SECTION 5. Conditions of Underwriters’ Obligations. The several obligations of the Underwriters hereunder are subject to the accuracy of the representations and warranties of the Issuer herein contained, to the accuracy of the statements of the Issuer’s officers made in any certificate furnished pursuant to the provisions hereof, to the performance by the Issuer of all of their respective covenants and other obligations hereunder, and to the following further conditions:
(a) The Registration Statement shall have become effective under the 1933 Act, and no order suspending the effectiveness of the Registration Statement shall be in effect, and no proceeding for such purpose, pursuant to Rule 401(g)(2) or pursuant to Section 8A under the 1933 Act shall be pending before or threatened by the Commission; the Final Prospectus and each Issuer Free Writing Prospectus shall have been timely filed with the Commission under the 1933 Act (in the case of an Issuer Free Writing Prospectus, to the extent required by Rule 433 under the 1933 Act) and in accordance with Section 3(a) hereof; and all requests by the Commission for additional information shall have been complied with to the reasonable satisfaction of the Underwriters.
(b) At the Closing Time, the Underwriters shall have received the opinion and negative assurance letter, each dated as of the Closing Time, of Kirkland & Ellis LLP, counsel to the Issuer, in form and substance reasonably satisfactory to the Underwriters.
(c) The Underwriters shall have received from Cahill Gordon & Reindel LLP, counsel to the Underwriters, an opinion and negative assurance letter, each dated as of the Closing Time, in form and substance reasonably satisfactory to the Underwriters.

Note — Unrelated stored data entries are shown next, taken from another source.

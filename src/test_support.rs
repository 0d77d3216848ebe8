//! Test utilities shared across the crate.
//!
//! This module is only compiled during tests (`#[cfg(test)]`).

use crate::Theme;
use crate::core::content::Portfolio;
use crate::core::state::App;

/// Creates a test App with the built-in content and the dark theme.
pub fn test_app() -> App {
    App::new(Portfolio::default(), Theme::Dark)
}

/// Flatten a rendered buffer into one string (row-major, no separators).
pub fn buffer_text(buffer: &ratatui::buffer::Buffer) -> String {
    buffer.content().iter().map(|c| c.symbol()).collect()
}
//! # Actions
//!
//! Everything that can happen in Folio becomes an `Action`.
//! User presses `t`? That's `Action::ToggleTheme`.
//! The typing task ticks? That's `Action::TypingFrame(text)`.
//!
//! The `update()` function applies an action to the state and returns an
//! `Effect` describing any I/O the caller must perform. No side effects here.
//!
//! ```text
//! State + Action  →  update()  →  New State + Effect
//! ```

use log::debug;

use crate::core::state::{App, SectionId};

#[derive(Debug, Clone, PartialEq, Eq)]
pub enum Action {
    TypingFrame(String),
    ToggleTheme,
    NextTab,
    PrevTab,
    CycleStoryFilter,
    NavigateTo(SectionId),
    Quit,
}

/// Work the caller must do after `update()`.
#[derive(Debug, Clone, Copy, PartialEq, Eq)]
pub enum Effect {
    None,
    Quit,
    SavePrefs,
    ScrollTo(SectionId),
}

pub fn update(app: &mut App, action: Action) -> Effect {
    if !matches!(action, Action::TypingFrame(_)) {
        debug!("update: {:?}", action);
    }
    match action {
        Action::TypingFrame(text) => {
            app.typed_text = text;
            Effect::None
        }
        Action::ToggleTheme => {
            app.theme = app.theme.toggled();
            app.status_message = format!("Theme: {}", app.theme.label());
            Effect::SavePrefs
        }
        Action::NextTab => {
            let count = app.content.expertise.len();
            if count > 0 {
                app.expertise_tab = (app.expertise_tab + 1) % count;
            }
            Effect::None
        }
        Action::PrevTab => {
            let count = app.content.expertise.len();
            if count > 0 {
                app.expertise_tab = (app.expertise_tab + count - 1) % count;
            }
            Effect::None
        }
        Action::CycleStoryFilter => {
            app.story_filter = app.story_filter.next(app.content.expertise.len());
            app.status_message = format!("Stories: {}", app.story_filter_label());
            Effect::None
        }
        Action::NavigateTo(section) => Effect::ScrollTo(section),
        Action::Quit => Effect::Quit,
    }
}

(d) At the Closing Time there shall not have been, since the date hereof or since the respective dates as of which information is given in each of the Registration Statement, the Disclosure Package and the Final Prospectus, any material adverse change in the condition, financial or otherwise, or in the earnings, business affairs or business prospects of the Issuer and its Subsidiaries considered as one enterprise, whether or not arising in the ordinary course of business, and the Underwriters shall have received a certificate of two officers of the Issuer, dated as of such Closing Time, to the effect that there has been no such material adverse change and that the representations and warranties contained in Section 1 are true and correct as of the Closing Time.